IN RE: T.B. and A.L., (Minor Children), T.L. (Mother) and R.B. (Father), Appellants-Respondents, v. Indiana Department of Child Services, Appellee-Petitioner.

Court of Appeals Case No. 22A-JT-296

Decided: September 15, 2022

Attorney for Appellants: Nancy A. McCaslin, McCaslin & McCaslin, Elkhart, Indiana Attorneys for Appellee: Theodore E. Rokita, Attorney General of Indiana, Natalie F. Weiss, Deputy Attorney General, Indianapolis, Indiana

MEMORANDUM DECISION

Case Summary and Issue

[1] T.L. (“Mother”) and R.B. (“Father”) (collectively, “Parents”) are the biological parents of two children, A. and T. (collectively, “Children”). Children were removed from Parents’ care by the Indiana Department of Child Services (“DCS”) in 2019 and adjudicated to be Children in Need of Services (“CHINS”) in early 2020. In 2022, the juvenile court terminated Parents’ parental rights to Children. Parents now appeal, raising one issue for our review: whether DCS proved by clear and convincing evidence that Parents’ parental rights should be terminated. Concluding the termination order is supported by clear and convincing evidence, we affirm the judgment of the juvenile court.

Facts and Procedural History

[2] DCS became involved with the family in November 2019 after Mother dropped Children off with their paternal grandfather for a weekend and then could not be found when grandfather tried to return Children to her as planned. Mother could not be reached for approximately two weeks. In a petition filed in December, DCS alleged Children were CHINS due to abandonment, poor hygiene, reports that Mother had been using methamphetamine, and the fact that Father was incarcerated at the time. Children were adjudicated CHINS in January 2020 and placed in foster care, and Parents were ordered to participate in reunification services.

[3] Progress reports throughout the CHINS case showed Father was not participating in any services, including visitation, even during periods when he was not incarcerated. Mother was participating in supervised visits with Children, which generally went well, but not completing other court-ordered services.
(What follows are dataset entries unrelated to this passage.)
mod config;
pub mod store;

pub use config::{
    parse_clock_time, AutoScheduleSection, Config, DailySection, PackerSection, PomodoroConfig,
    PrioritySection,
};
pub use store::{JsonStore, StoreMeta};

use std::path::PathBuf;

use crate::error::Result;

/// Returns `~/.config/studyflow/`, or `$STUDYFLOW_HOME` when set.
///
/// # Errors
/// Returns an error if creating the directory fails.
pub fn data_dir() -> Result<PathBuf> {
    let dir = match std::env::var_os("STUDYFLOW_HOME") {
        Some(home) if !home.is_empty() => PathBuf::from(home),
        _ => dirs::home_dir()
            .unwrap_or_else(|| PathBuf::from("."))
            .join(".config")
            .join("studyflow"),
    };

    std::fs::create_dir_all(&dir)?;
    Ok(dir)
}
fn default_focus_minutes() -> u32 {
    25
}
fn default_short_break() -> u32 {
    5
}
fn default_long_break() -> u32 {
    15
}
fn default_sessions_before_long_break() -> u32 {
    4
}
fn default_day_start() -> String {
    "08:00".to_string()
}
fn default_day_end() -> String {
    "20:00".to_string()
}
fn default_force_start() -> String {
    "21:00".to_string()
}
fn default_15() -> u32 {
    15
}
fn default_30() -> u32 {
    30
}
fn default_max_chain() -> u32 {
    3
}
fn default_probe_minutes() -> u32 {
    5
}
fn default_attempts_per_session() -> u32 {
    4
}
fn default_max_sessions_per_day() -> u32 {
    8
}
fn default_horizon_days() -> u32 {
    7
}
fn default_max_daily_minutes() -> u32 {
    crate::daily::DEFAULT_MAX_DAILY_MINUTES
}

impl Default for PomodoroConfig {
    fn default() -> Self {
        Self {
            focus_minutes: default_focus_minutes(),
            short_break_minutes: default_short_break(),
            long_break_minutes: default_long_break(),
            sessions_before_long_break: default_sessions_before_long_break(),
        }
    }
}

impl Default for PackerSection {
    fn default() -> Self {
        Self {
            day_start: default_day_start(),
            day_end: default_day_end(),
            scan_step_minutes: default_15(),
            max_chain: default_max_chain(),
            realign_minutes: default_30(),
            force_start: default_force_start(),
            probe_minutes: default_probe_minutes(),
            attempts_per_session: default_attempts_per_session(),
        }
    }
}

impl Default for AutoScheduleSection {
    fn default() -> Self {
        Self {
            day_start: default_day_start(),
            slot_step_minutes: default_30(),
            max_sessions_per_day: default_max_sessions_per_day(),
            horizon_days: default_horizon_days(),
        }
    }
}

impl Default for DailySection {
    fn default() -> Self {
        Self {
            max_daily_minutes: default_max_daily_minutes(),
        }
    }
}

/// Parse an "HH:MM" clock time.
pub fn parse_clock_time(key: &str, value: &str) -> Result<NaiveTime, ConfigError> {
    NaiveTime::parse_from_str(value, "%H:%M").map_err(|e| ConfigError::InvalidValue {
        key: key.to_string(),
        message: format!("expected HH:MM, got '{value}' ({e})"),
    })
}
//! JSON-file task and block store.
//!
//! The planner itself never persists anything; this is the snapshot store
//! the CLI loads from and merges results back into. Layout under the data
//! directory:
//!
//! - `tasks.json`: every task with its sessions
//! - `blocks.json`: weekly unavailable blocks
//! - `meta.json`: bookkeeping such as the last urgency refresh day

use std::path::{Path, PathBuf};

use chrono::NaiveDate;
use serde::de::DeserializeOwned;
use serde::{Deserialize, Serialize};

use super::data_dir;
use crate::availability::{UnavailableTimeBlock, WeeklyAvailability};
use crate::error::Result;
use crate::task::{PomodoroSession, Task};

#[derive(Debug, Clone, Default, PartialEq, Serialize, Deserialize)]
pub struct StoreMeta {
    #[serde(default)]
    pub last_urgency_refresh: Option<NaiveDate>,
}

#[derive(Debug, Clone)]
pub struct JsonStore {
    dir: PathBuf,
}

impl JsonStore {
    pub fn new(dir: impl Into<PathBuf>) -> Self {
        Self { dir: dir.into() }
    }

    /// Store rooted at [`data_dir`].
    pub fn open() -> Result<Self> {
        Ok(Self::new(data_dir()?))
    }

    pub fn dir(&self) -> &Path {
        &self.dir
    }

    pub fn load_tasks(&self) -> Result<Vec<Task>> {
        self.read("tasks.json")
    }

    pub fn save_tasks(&self, tasks: &[Task]) -> Result<()> {
        self.write("tasks.json", &tasks)
    }

    /// Replace the task with the same id, or append it.
    pub fn upsert_task(&self, task: &Task) -> Result<()> {
        let mut tasks = self.load_tasks()?;
        match tasks.iter_mut().find(|t| t.id == task.id) {
            Some(existing) => *existing = task.clone(),
            None => tasks.push(task.clone()),
        }
        self.save_tasks(&tasks)
    }

    /// Remove a task (and with it, its sessions). Returns it if it existed.
    pub fn remove_task(&self, id: &str) -> Result<Option<Task>> {
        let mut tasks = self.load_tasks()?;
        let Some(index) = tasks.iter().position(|t| t.id == id) else {
            return Ok(None);
        };
        let removed = tasks.remove(index);
        self.save_tasks(&tasks)?;
        Ok(Some(removed))
    }

    /// Sessions of every task except `exclude`.
    pub fn occupied_sessions(&self, exclude: Option<&str>) -> Result<Vec<PomodoroSession>> {
        Ok(self
            .load_tasks()?
            .into_iter()
            .filter(|t| Some(t.id.as_str()) != exclude)
            .flat_map(|t| t.sessions)
            .collect())
    }

    /// Blocks are re-validated on load.
    pub fn load_blocks(&self) -> Result<WeeklyAvailability> {
        let blocks: Vec<UnavailableTimeBlock> = self.read("blocks.json")?;
        Ok(WeeklyAvailability::from_blocks(blocks)?)
    }

    pub fn save_blocks(&self, availability: &WeeklyAvailability) -> Result<()> {
        self.write("blocks.json", &availability.blocks())
    }

    pub fn load_meta(&self) -> Result<StoreMeta> {
        self.read("meta.json")
    }

    pub fn save_meta(&self, meta: &StoreMeta) -> Result<()> {
        self.write("meta.json", meta)
    }

    fn read<T: DeserializeOwned + Default>(&self, name: &str) -> Result<T> {
        match std::fs::read_to_string(self.dir.join(name)) {
            Ok(content) => Ok(serde_json::from_str(&content)?),
            Err(e) if e.kind() == std::io::ErrorKind::NotFound => Ok(T::default()),
            Err(e) => Err(e.into()),
        }
    }

    // Sibling temp file, then rename over the target.
    fn write<T: Serialize + ?Sized>(&self, name: &str, value: &T) -> Result<()> {
        std::fs::create_dir_all(&self.dir)?;
        let path = self.dir.join(name);
        let tmp = self.dir.join(format!("{name}.tmp"));
        std::fs::write(&tmp, serde_json::to_string_pretty(value)?)?;
        std::fs::rename(&tmp, &path)?;
        Ok(())
    }
}
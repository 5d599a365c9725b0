//! Weekly unavailable time commands.

use clap::Subcommand;
use studyflow_core::{IdGenerator, JsonStore, UnavailableTimeBlock, UuidGenerator};

use super::{parse_clock, parse_weekday, print_json, weekday_name, CliResult};

#[derive(Subcommand)]
pub enum BlockAction {
    /// Add a recurring unavailable block
    Add {
        /// Weekday: 0-6 (Sunday first) or a name such as "mon"
        day: String,
        /// Start time HH:MM
        start: String,
        /// End time HH:MM (24:00 for end of day)
        end: String,
        #[arg(long)]
        label: Option<String>,
    },
    /// List blocks
    List {
        /// Print JSON
        #[arg(long)]
        json: bool,
    },
    /// Remove a block
    Remove {
        /// Block ID
        id: String,
    },
}

pub fn run(action: BlockAction) -> CliResult {
    let store = JsonStore::open()?;
    let mut availability = store.load_blocks()?;

    match action {
        BlockAction::Add {
            day,
            start,
            end,
            label,
        } => {
            let block = UnavailableTimeBlock::new(
                UuidGenerator.next_id(),
                parse_weekday(&day)?,
                parse_clock(&start)?,
                parse_clock(&end)?,
                label,
            )?;
            availability.add_block(block.clone())?;
            store.save_blocks(&availability)?;
            println!("Block added: {}", block.id);
        }
        BlockAction::List { json } => {
            if json {
                print_json(availability.blocks())?;
            } else if availability.is_empty() {
                println!("no blocks");
            } else {
                for b in availability.blocks() {
                    println!(
                        "{}  {} {:02}:{:02}-{:02}:{:02}  {}",
                        b.id,
                        weekday_name(b.day_of_week),
                        b.start_hour,
                        b.start_minute,
                        b.end_hour,
                        b.end_minute,
                        b.label.as_deref().unwrap_or("")
                    );
                }
            }
        }
        BlockAction::Remove { id } => {
            if availability.remove_block(&id).is_none() {
                return Err(format!("Block not found: {id}").into());
            }
            store.save_blocks(&availability)?;
            println!("Block removed: {id}");
        }
    }
    Ok(())
}
//! Recurring weekly unavailable time and the availability predicate.
//!
//! Blocks are validated when added: end must be after start within the same
//! day, and blocks on the same weekday may not overlap.

use chrono::{Datelike, Duration, NaiveDateTime, Timelike};
use serde::{Deserialize, Serialize};

use crate::error::ValidationError;

/// A weekly interval during which no session may be placed.
#[derive(Debug, Clone, PartialEq, Eq, Serialize, Deserialize)]
pub struct UnavailableTimeBlock {
    pub id: String,
    /// 0 = Sunday ... 6 = Saturday
    pub day_of_week: u8,
    pub start_hour: u32,
    pub start_minute: u32,
    pub end_hour: u32,
    pub end_minute: u32,
    #[serde(default)]
    pub label: Option<String>,
}

impl UnavailableTimeBlock {
    /// Build a validated block.
    pub fn new(
        id: impl Into<String>,
        day_of_week: u8,
        (start_hour, start_minute): (u32, u32),
        (end_hour, end_minute): (u32, u32),
        label: Option<String>,
    ) -> Result<Self, ValidationError> {
        let block = Self {
            id: id.into(),
            day_of_week,
            start_hour,
            start_minute,
            end_hour,
            end_minute,
            label,
        };
        block.validate()?;
        Ok(block)
    }

    pub fn validate(&self) -> Result<(), ValidationError> {
        if self.day_of_week > 6 {
            return Err(ValidationError::InvalidDayOfWeek(self.day_of_week));
        }
        check_clock(self.start_hour, self.start_minute)?;
        // 24:00 is allowed as an end-of-day marker.
        if !(self.end_hour == 24 && self.end_minute == 0) {
            check_clock(self.end_hour, self.end_minute)?;
        }
        if self.end_minutes() <= self.start_minutes() {
            return Err(ValidationError::InvalidTimeRange {
                start: format!("{:02}:{:02}", self.start_hour, self.start_minute),
                end: format!("{:02}:{:02}", self.end_hour, self.end_minute),
            });
        }
        Ok(())
    }

    pub fn start_minutes(&self) -> u32 {
        self.start_hour * 60 + self.start_minute
    }

    pub fn end_minutes(&self) -> u32 {
        self.end_hour * 60 + self.end_minute
    }

    /// `start <= minute < end` on the matching weekday.
    pub fn contains(&self, day_of_week: u8, minute_of_day: u32) -> bool {
        self.day_of_week == day_of_week
            && self.start_minutes() <= minute_of_day
            && minute_of_day < self.end_minutes()
    }

    pub fn overlaps(&self, other: &UnavailableTimeBlock) -> bool {
        self.day_of_week == other.day_of_week
            && self.start_minutes() < other.end_minutes()
            && other.start_minutes() < self.end_minutes()
    }
}

fn check_clock(hour: u32, minute: u32) -> Result<(), ValidationError> {
    if hour > 23 || minute > 59 {
        return Err(ValidationError::InvalidClockTime { hour, minute });
    }
    Ok(())
}

/// Weekday of `instant` as 0 = Sunday ... 6 = Saturday.
pub fn day_of_week(instant: NaiveDateTime) -> u8 {
    instant.weekday().num_days_from_sunday() as u8
}

pub fn minute_of_day(instant: NaiveDateTime) -> u32 {
    instant.hour() * 60 + instant.minute()
}

/// True iff `instant` falls inside any of `blocks`. O(blocks).
pub fn is_unavailable(instant: NaiveDateTime, blocks: &[UnavailableTimeBlock]) -> bool {
    let dow = day_of_week(instant);
    let minute = minute_of_day(instant);
    blocks.iter().any(|b| b.contains(dow, minute))
}

/// Injected availability predicate consulted by the packers.
pub trait AvailabilityOracle {
    fn is_unavailable(&self, instant: NaiveDateTime) -> bool;
}

impl<O: AvailabilityOracle + ?Sized> AvailabilityOracle for &O {
    fn is_unavailable(&self, instant: NaiveDateTime) -> bool {
        (**self).is_unavailable(instant)
    }
}

/// Nothing is ever blocked.
#[derive(Debug, Clone, Copy, Default)]
pub struct AlwaysAvailable;

impl AvailabilityOracle for AlwaysAvailable {
    fn is_unavailable(&self, _instant: NaiveDateTime) -> bool {
        false
    }
}

/// Adapts a plain predicate into an oracle.
pub struct PredicateOracle<F>(pub F);

impl<F: Fn(NaiveDateTime) -> bool> AvailabilityOracle for PredicateOracle<F> {
    fn is_unavailable(&self, instant: NaiveDateTime) -> bool {
        (self.0)(instant)
    }
}

/// The user's validated set of weekly unavailable blocks.
#[derive(Debug, Clone, Default, PartialEq, Eq, Serialize, Deserialize)]
pub struct WeeklyAvailability {
    blocks: Vec<UnavailableTimeBlock>,
}

impl WeeklyAvailability {
    pub fn new() -> Self {
        Self::default()
    }

    /// Rebuild from stored blocks, re-validating each one in order.
    pub fn from_blocks(
        blocks: impl IntoIterator<Item = UnavailableTimeBlock>,
    ) -> Result<Self, ValidationError> {
        let mut availability = Self::new();
        for block in blocks {
            availability.add_block(block)?;
        }
        Ok(availability)
    }

    /// Add a block, rejecting invalid ranges and same-day overlaps.
    pub fn add_block(&mut self, block: UnavailableTimeBlock) -> Result<(), ValidationError> {
        block.validate()?;
        if let Some(existing) = self.blocks.iter().find(|b| b.overlaps(&block)) {
            return Err(ValidationError::OverlappingBlock {
                existing_id: existing.id.clone(),
                day_of_week: block.day_of_week,
            });
        }
        self.blocks.push(block);
        self.blocks
            .sort_by_key(|b| (b.day_of_week, b.start_minutes()));
        Ok(())
    }

    /// Remove a block by id, returning it if present.
    pub fn remove_block(&mut self, id: &str) -> Option<UnavailableTimeBlock> {
        let index = self.blocks.iter().position(|b| b.id == id)?;
        Some(self.blocks.remove(index))
    }

    pub fn blocks(&self) -> &[UnavailableTimeBlock] {
        &self.blocks
    }

    pub fn blocks_for(&self, day_of_week: u8) -> impl Iterator<Item = &UnavailableTimeBlock> {
        self.blocks.iter().filter(move |b| b.day_of_week == day_of_week)
    }

    pub fn is_empty(&self) -> bool {
        self.blocks.is_empty()
    }
}

impl AvailabilityOracle for WeeklyAvailability {
    fn is_unavailable(&self, instant: NaiveDateTime) -> bool {
        is_unavailable(instant, &self.blocks)
    }
}

/// Probe `[start, end]` every `probe_minutes` plus both endpoints; true if
/// no probe is unavailable.
pub fn is_window_free<O: AvailabilityOracle + ?Sized>(
    oracle: &O,
    start: NaiveDateTime,
    end: NaiveDateTime,
    probe_minutes: u32,
) -> bool {
    let step = Duration::minutes(i64::from(probe_minutes.max(1)));
    let mut probe = start;
    while probe < end {
        if oracle.is_unavailable(probe) {
            return false;
        }
        probe += step;
    }
    !oracle.is_unavailable(end)
}
//! Injectable time source.
//!
//! All scheduling works in local wall-clock time (`NaiveDateTime`), so
//! "08:00" and "today" mean what the user sees on their calendar.

use std::cell::Cell;

use chrono::{Local, NaiveDate, NaiveDateTime};

/// Source of "now" for urgency classification and daily selection.
pub trait Clock {
    fn now(&self) -> NaiveDateTime;

    fn today(&self) -> NaiveDate {
        self.now().date()
    }
}

/// Wall-clock time in the local timezone.
#[derive(Debug, Clone, Copy, Default)]
pub struct SystemClock;

impl Clock for SystemClock {
    fn now(&self) -> NaiveDateTime {
        Local::now().naive_local()
    }
}

/// A clock pinned to a given instant. Can be moved forward with [`FixedClock::set`].
#[derive(Debug, Clone)]
pub struct FixedClock {
    now: Cell<NaiveDateTime>,
}

impl FixedClock {
    pub fn new(now: NaiveDateTime) -> Self {
        Self { now: Cell::new(now) }
    }

    pub fn set(&self, now: NaiveDateTime) {
        self.now.set(now);
    }
}

impl Clock for FixedClock {
    fn now(&self) -> NaiveDateTime {
        self.now.get()
    }
}

impl<C: Clock + ?Sized> Clock for &C {
    fn now(&self) -> NaiveDateTime {
        (**self).now()
    }
}

#[cfg(test)]
mod tests {
    use super::*;

    #[test]
    fn fixed_clock_reports_pinned_day() {
        let at = NaiveDate::from_ymd_opt(2026, 3, 2)
            .unwrap()
            .and_hms_opt(23, 59, 0)
            .unwrap();
        let clock = FixedClock::new(at);
        assert_eq!(clock.today(), NaiveDate::from_ymd_opt(2026, 3, 2).unwrap());

        clock.set(at + chrono::Duration::minutes(2));
        assert_eq!(clock.today(), NaiveDate::from_ymd_opt(2026, 3, 3).unwrap());
    }
}
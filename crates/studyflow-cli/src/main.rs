use clap::{Parser, Subcommand};
use tracing_subscriber::{fmt, layer::SubscriberExt, util::SubscriberInitExt, EnvFilter};

mod commands;

#[derive(Parser)]
#[command(name = "studyflow", version, about = "Studyflow study planner CLI")]
struct Cli {
    #[command(subcommand)]
    command: Commands,
}

#[derive(Subcommand)]
enum Commands {
    /// Task management
    Task {
        #[command(subcommand)]
        action: commands::task::TaskAction,
    },
    /// Weekly unavailable time
    Block {
        #[command(subcommand)]
        action: commands::block::BlockAction,
    },
    /// Ranking, auto-scheduling and packing
    Schedule {
        #[command(subcommand)]
        action: commands::schedule::ScheduleAction,
    },
    /// Show what to work on today
    Today {
        /// Minute budget (default: daily.max_daily_minutes)
        #[arg(long)]
        budget: Option<u32>,
        /// Print JSON
        #[arg(long)]
        json: bool,
    },
    /// Refresh task urgency once per day
    Tick,
    /// Configuration management
    Config {
        #[command(subcommand)]
        action: commands::config::ConfigAction,
    },
}

const LOG_ENV: &str = "STUDYFLOW_LOG";

/// Log to stderr so stdout stays parseable.
fn init_logging() {
    let filter = EnvFilter::try_from_env(LOG_ENV).unwrap_or_else(|_| EnvFilter::new("warn"));
    tracing_subscriber::registry()
        .with(filter)
        .with(fmt::layer().with_writer(std::io::stderr).with_target(false))
        .init();
}

fn main() {
    init_logging();

    let cli = Cli::parse();
    let result = match cli.command {
        Commands::Task { action } => commands::task::run(action),
        Commands::Block { action } => commands::block::run(action),
        Commands::Schedule { action } => commands::schedule::run(action),
        Commands::Today { budget, json } => commands::today::run(budget, json),
        Commands::Tick => commands::today::tick(),
        Commands::Config { action } => commands::config::run(action),
    };

    if let Err(e) = result {
        eprintln!("error: {e}");
        std::process::exit(1);
    }
}
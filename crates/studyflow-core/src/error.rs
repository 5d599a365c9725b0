//! Core error types for studyflow-core.
//!
//! Every failure here is local and recoverable: validation errors are raised
//! at the boundary (task and block creation), scheduling errors are reported
//! to the caller, and force-placement is a warning value, not an error.

use std::path::PathBuf;

use chrono::NaiveDate;
use serde::{Deserialize, Serialize};
use thiserror::Error;

/// Core error type for studyflow-core.
#[derive(Error, Debug)]
pub enum CoreError {
    /// Validation errors
    #[error("Validation error: {0}")]
    Validation(#[from] ValidationError),

    /// Scheduling errors
    #[error("Scheduling error: {0}")]
    Schedule(#[from] ScheduleError),

    /// Configuration-related errors
    #[error("Configuration error: {0}")]
    Config(#[from] ConfigError),

    /// IO errors
    #[error("IO error: {0}")]
    Io(#[from] std::io::Error),

    /// Serialization/deserialization errors
    #[error("JSON error: {0}")]
    Json(#[from] serde_json::Error),
}

/// Validation errors raised when tasks or unavailable blocks are created.
#[derive(Error, Debug, Clone, PartialEq, Eq)]
pub enum ValidationError {
    /// Block end is not after its start
    #[error("Invalid time range: end ({end}) must be after start ({start})")]
    InvalidTimeRange { start: String, end: String },

    /// Block overlaps another block on the same weekday
    #[error("Unavailable block overlaps existing block '{existing_id}' on day {day_of_week}")]
    OverlappingBlock { existing_id: String, day_of_week: u8 },

    #[error("Invalid day of week {0}: expected 0 (Sunday) through 6 (Saturday)")]
    InvalidDayOfWeek(u8),

    #[error("Invalid clock time {hour:02}:{minute:02}")]
    InvalidClockTime { hour: u32, minute: u32 },

    /// Duration must be positive when given
    #[error("Invalid duration: {0} minutes (must be greater than zero)")]
    InvalidDuration(u32),

    /// Multi-day tasks need a due date to spread sessions over
    #[error("Task '{0}' is multi-day but has no due date")]
    MissingDueDate(String),

    #[error("Task '{0}' is multi-day but has no duration estimate")]
    MissingDuration(String),

    #[error("Task name must not be empty")]
    EmptyName,

    #[error("Session '{session_id}' does not belong to task '{task_id}'")]
    UnknownSession { task_id: String, session_id: String },

    /// Invalid value
    #[error("Invalid value for '{field}': {message}")]
    InvalidValue { field: String, message: String },
}

/// Scheduling failures reported by the auto scheduler.
#[derive(Error, Debug, Clone, PartialEq, Eq)]
pub enum ScheduleError {
    /// No incomplete tasks were given
    #[error("No incomplete tasks to schedule")]
    NoTasksToSchedule,

    /// Not a single session could be placed within the horizon
    #[error("Scheduling failed: no session could be placed for {task_count} task(s) within {horizon_days} day(s)")]
    SchedulingExhausted { task_count: usize, horizon_days: u32 },
}

/// Configuration-specific errors.
#[derive(Error, Debug)]
pub enum ConfigError {
    /// Failed to load configuration
    #[error("Failed to load configuration from {path}: {message}")]
    LoadFailed { path: PathBuf, message: String },

    /// Failed to save configuration
    #[error("Failed to save configuration to {path}: {message}")]
    SaveFailed { path: PathBuf, message: String },

    /// Invalid configuration value
    #[error("Invalid configuration value for '{key}': {message}")]
    InvalidValue { key: String, message: String },

    #[error("Unknown configuration key: {0}")]
    UnknownKey(String),

    /// Failed to parse configuration
    #[error("Failed to parse configuration: {0}")]
    ParseFailed(String),
}

/// Non-fatal notice that some sessions were force-placed outside normal hours.
#[derive(Debug, Clone, PartialEq, Eq, Serialize, Deserialize)]
pub struct SchedulingWarning {
    pub task_id: String,
    pub day: NaiveDate,
    /// Sessions placed at the late-evening fallback slot, ignoring availability.
    pub forced_sessions: u32,
}

impl std::fmt::Display for SchedulingWarning {
    fn fmt(&self, f: &mut std::fmt::Formatter<'_>) -> std::fmt::Result {
        write!(
            f,
            "task {} on {}: {} session(s) force-placed outside available hours",
            self.task_id, self.day, self.forced_sessions
        )
    }
}

/// Result type alias for CoreError
pub type Result<T, E = CoreError> = std::result::Result<T, E>;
She was inconsistent in complying with drug screens and had some positive screens, one of which led to her incarceration for a probation violation; failed to follow through on treatment after completing a substance abuse assessment; and was inconsistent in participating in home-based case work intended to help her deal with housing and transportation issues. DCS filed a petition seeking to involuntarily terminate Parents’ parental rights on July 29, 2021, and an evidentiary hearing was held in January 2022.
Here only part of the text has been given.